In Tylor’s _Primitive Culture_ we find the following American examples of animistic ideas concerning water. “Who makes this river flow?” asks the Algonquin hunter in a medicine song, and his answer is, “The spirit, he makes this river flow.” In any great river, or lake, or cascade, there dwell such spirits, looked upon as mighty manitus. Thus Carver mentions the habit of the Red Indians, when they reached the shores of Lake Superior or the banks of the Mississippi, or any great body of water, to present to the spirit who resides there some kind of offering; this he saw done by a Winnebago chief who went with him to the Falls of St. Anthony. Franklin saw a similar sacrifice made by an Indian, whose wife had been afflicted with sickness by the water-spirits and who accordingly to appease them tied up in a small bundle a knife and a piece of tobacco and some other trifling articles, and committed them to the rapids. On the river-bank the Peruvians would scoop up a handful of water and drink it, praying the river deity to let them cross or to give them some fish, and they threw maize into the stream as a propitiating offering. Even to this day the Indians of the Cordilleras perform the ceremonial sip before they will pass a river on foot or horseback, just as the Hindus and Parsis throw cocoanuts and flowers and sugar.

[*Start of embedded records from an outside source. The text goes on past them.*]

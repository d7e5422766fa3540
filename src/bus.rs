//! Broadcast channel integration.
//!
//! [`RaceBusAgent`] bridges a [`RaceService`] to two local broadcast
//! channels: an inbound command channel on which any producer may send
//! JSON-encoded [`ControlCommand`]s, and an outbound event channel carrying
//! JSON-encoded [`RaceEvent<RaceSnapshot>`] frames at the configured tick
//! rate for map markers, leaderboards and AR overlays to consume.
//!
//! The agent holds the service behind a single `parking_lot::Mutex`; every
//! command and every snapshot is applied/read under one short lock hold, so
//! consumers never observe a torn intermediate state.

use crate::protocol::{ControlCommand, RaceEvent, RaceSnapshot};
use crate::service::RaceService;
use anyhow::Result;
use bytes::Bytes;
use log::{debug, info, warn};
use parking_lot::Mutex;
use std::sync::Arc;
use std::time::Duration;
use tokio::sync::broadcast;

// ---------------------------------------------------------------------------
// Config
// ---------------------------------------------------------------------------

#[derive(Debug, Clone)]
pub struct RaceBusConfig {
    /// Session name stamped into every outbound envelope.
    pub session: String,
    /// Snapshot publish rate in Hz.
    pub tick_rate_hz: f32,
    /// Buffered capacity of each broadcast channel.
    pub channel_capacity: usize,
}

impl Default for RaceBusConfig {
    fn default() -> Self {
        Self {
            session: "default".into(),
            tick_rate_hz: 10.0,
            channel_capacity: 256,
        }
    }
}

// ---------------------------------------------------------------------------
// RaceBusAgent
// ---------------------------------------------------------------------------

/// Wraps a [`RaceService`] and drives it from broadcast-channel traffic.
///
/// Call [`RaceBusAgent::run`] inside a Tokio task to start the agent.
pub struct RaceBusAgent {
    config: RaceBusConfig,
    service: Arc<Mutex<RaceService>>,
    commands_tx: broadcast::Sender<Bytes>,
    // Held from construction so commands sent before `run` starts polling
    // are buffered rather than dropped.
    commands_rx: broadcast::Receiver<Bytes>,
    events_tx: broadcast::Sender<Bytes>,
}

impl RaceBusAgent {
    pub fn new(config: RaceBusConfig, service: Arc<Mutex<RaceService>>) -> Self {
        let (commands_tx, commands_rx) = broadcast::channel(config.channel_capacity);
        let (events_tx, _) = broadcast::channel(config.channel_capacity);
        Self {
            config,
            service,
            commands_tx,
            commands_rx,
            events_tx,
        }
    }

    /// Handle for producers that want to inject control commands.
    pub fn command_sender(&self) -> broadcast::Sender<Bytes> {
        self.commands_tx.clone()
    }

    /// Subscribe to the outbound snapshot stream.
    pub fn subscribe(&self) -> broadcast::Receiver<Bytes> {
        self.events_tx.subscribe()
    }

    pub fn service(&self) -> Arc<Mutex<RaceService>> {
        self.service.clone()
    }

    /// Run until SIGINT: apply inbound commands as they arrive and publish
    /// one snapshot per tick.
    pub async fn run(mut self) -> Result<()> {
        let interval = Duration::from_secs_f32(1.0 / self.config.tick_rate_hz);
        let mut timer = tokio::time::interval(interval);
        let mut frame: u64 = 0;

        info!(
            "race bus active – publishing at {:.0} Hz (session '{}')",
            self.config.tick_rate_hz, self.config.session
        );

        loop {
            tokio::select! {
                _ = timer.tick() => {
                    frame += 1;
                    self.publish_snapshot(frame);
                }
                received = self.commands_rx.recv() => match received {
                    Ok(raw) => self.apply_raw_command(&raw),
                    Err(broadcast::error::RecvError::Lagged(missed)) => {
                        warn!("command stream lagged, dropped {} messages", missed);
                    }
                    // The agent holds a sender, so the stream cannot close.
                    Err(broadcast::error::RecvError::Closed) => {}
                },
                _ = tokio::signal::ctrl_c() => {
                    info!("race bus shutting down (SIGINT)");
                    return Ok(());
                }
            }
        }
    }

    fn apply_raw_command(&self, raw: &[u8]) {
        let command: ControlCommand = match serde_json::from_slice(raw) {
            Ok(command) => command,
            Err(e) => {
                warn!("ignoring malformed command: {}", e);
                return;
            }
        };

        debug!("applying {:?}", command);
        let mut service = self.service.lock();
        if let Err(e) = apply_command(&mut service, &command) {
            warn!("command {:?} rejected: {}", command, e);
        }
    }

    fn publish_snapshot(&self, frame: u64) {
        // Hold the lock only long enough to read, then serialize outside it.
        let snapshot = {
            let service = self.service.lock();
            build_snapshot(&service)
        };

        let snapshot = match snapshot {
            Ok(snapshot) => snapshot,
            Err(e) => {
                warn!("failed to build snapshot: {}", e);
                return;
            }
        };

        let event = RaceEvent::new(self.config.session.as_str(), frame, snapshot);
        match serde_json::to_vec(&event) {
            // No subscribers is fine; the send result is irrelevant.
            Ok(payload) => {
                let _ = self.events_tx.send(Bytes::from(payload));
            }
            Err(e) => warn!("failed to serialize snapshot: {}", e),
        }
    }
}

// ---------------------------------------------------------------------------
// Command dispatch / snapshot building
// ---------------------------------------------------------------------------

/// Apply one decoded command to the service.
pub fn apply_command(
    service: &mut RaceService,
    command: &ControlCommand,
) -> crate::error::Result<()> {
    match command {
        ControlCommand::Start => service.start(),
        ControlCommand::Pause => service.pause(),
        ControlCommand::Resume => service.resume(),
        ControlCommand::Stop => service.stop(),
        ControlCommand::Reset => service.reset(),
        ControlCommand::SetGlobalSpeed { speed_kmh } => service.set_global_speed(*speed_kmh),
        ControlCommand::PauseAthlete { id } => service.pause_athlete(id),
        ControlCommand::ResumeAthlete { id } => service.resume_athlete(id),
        ControlCommand::StopAthlete { id } => service.stop_athlete(id),
        ControlCommand::SetAthleteSpeed { id, speed_kmh } => {
            service.set_athlete_speed(id, *speed_kmh)
        }
    }
}

/// Build the full snapshot payload from the current service state.
pub fn build_snapshot(service: &RaceService) -> crate::error::Result<RaceSnapshot> {
    Ok(RaceSnapshot {
        athletes: service.all_states()?,
        stats: service.stats(),
        is_running: service.is_running(),
        is_paused: service.is_paused(),
        all_finished: service.all_finished(),
    })
}
//! Crate-wide error type.

use thiserror::Error;

pub type Result<T> = std::result::Result<T, SimError>;

#[derive(Debug, Error)]
pub enum SimError {
    /// An operation that needs a bound route ran before one was bound.
    #[error("simulation not initialized: no route bound")]
    NotInitialized,

    /// Speed values must be positive and finite. Rejected atomically:
    /// the clock that received the bad value is left untouched.
    #[error("invalid speed {got} km/h (must be a positive, finite number)")]
    InvalidSpeed { got: f64 },

    #[error("invalid start offset {got} km (must be a non-negative, finite number)")]
    InvalidStartOffset { got: f64 },

    #[error("degenerate route: {reason}")]
    DegenerateRoute { reason: String },

    #[error("invalid athlete '{id}': {source}")]
    InvalidAthlete {
        id: String,
        #[source]
        source: Box<SimError>,
    },

    #[error("duplicate athlete id '{id}'")]
    DuplicateAthlete { id: String },
}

Tylor also gives the following African rites of water-worship. In the East, among the Wanika, every spring has its spirit, to which oblations are made. In the West, in the Akra district, lakes, ponds and rivers received worship as local deities. In the South, among the Kafirs, streams are venerated as personal beings, or the abodes of personal deities, as when a man crossing a river will ask leave of its spirit, or having crossed will throw in a stone; or when the dwellers by a stream will sacrifice a beast to it in time of drought, or, warned by illness in the tribe that their river is angry, will cast into it a few handfuls of millet or the entrails of a slaughtered ox. Not less strongly marked, says Tylor, are such ideas among the Tartar races of the north. Thus the Ostyaks venerate the river Ob, and when fish is scanty will hang a stone about a rein-deer’s neck and cast it in for a sacrifice. Among the Buræts, who are professing Buddhists, the old worship may still be seen at the picturesque little mountain lake of Ikeougoun, where they come to the wooden temple on the shore to offer sacrifices of milk and butter and the fat of the animals which they burn on the altars.
It is not necessary to overlay this chapter with countless other European and Indian examples. We shall examine these more fully in the subsequent chapters.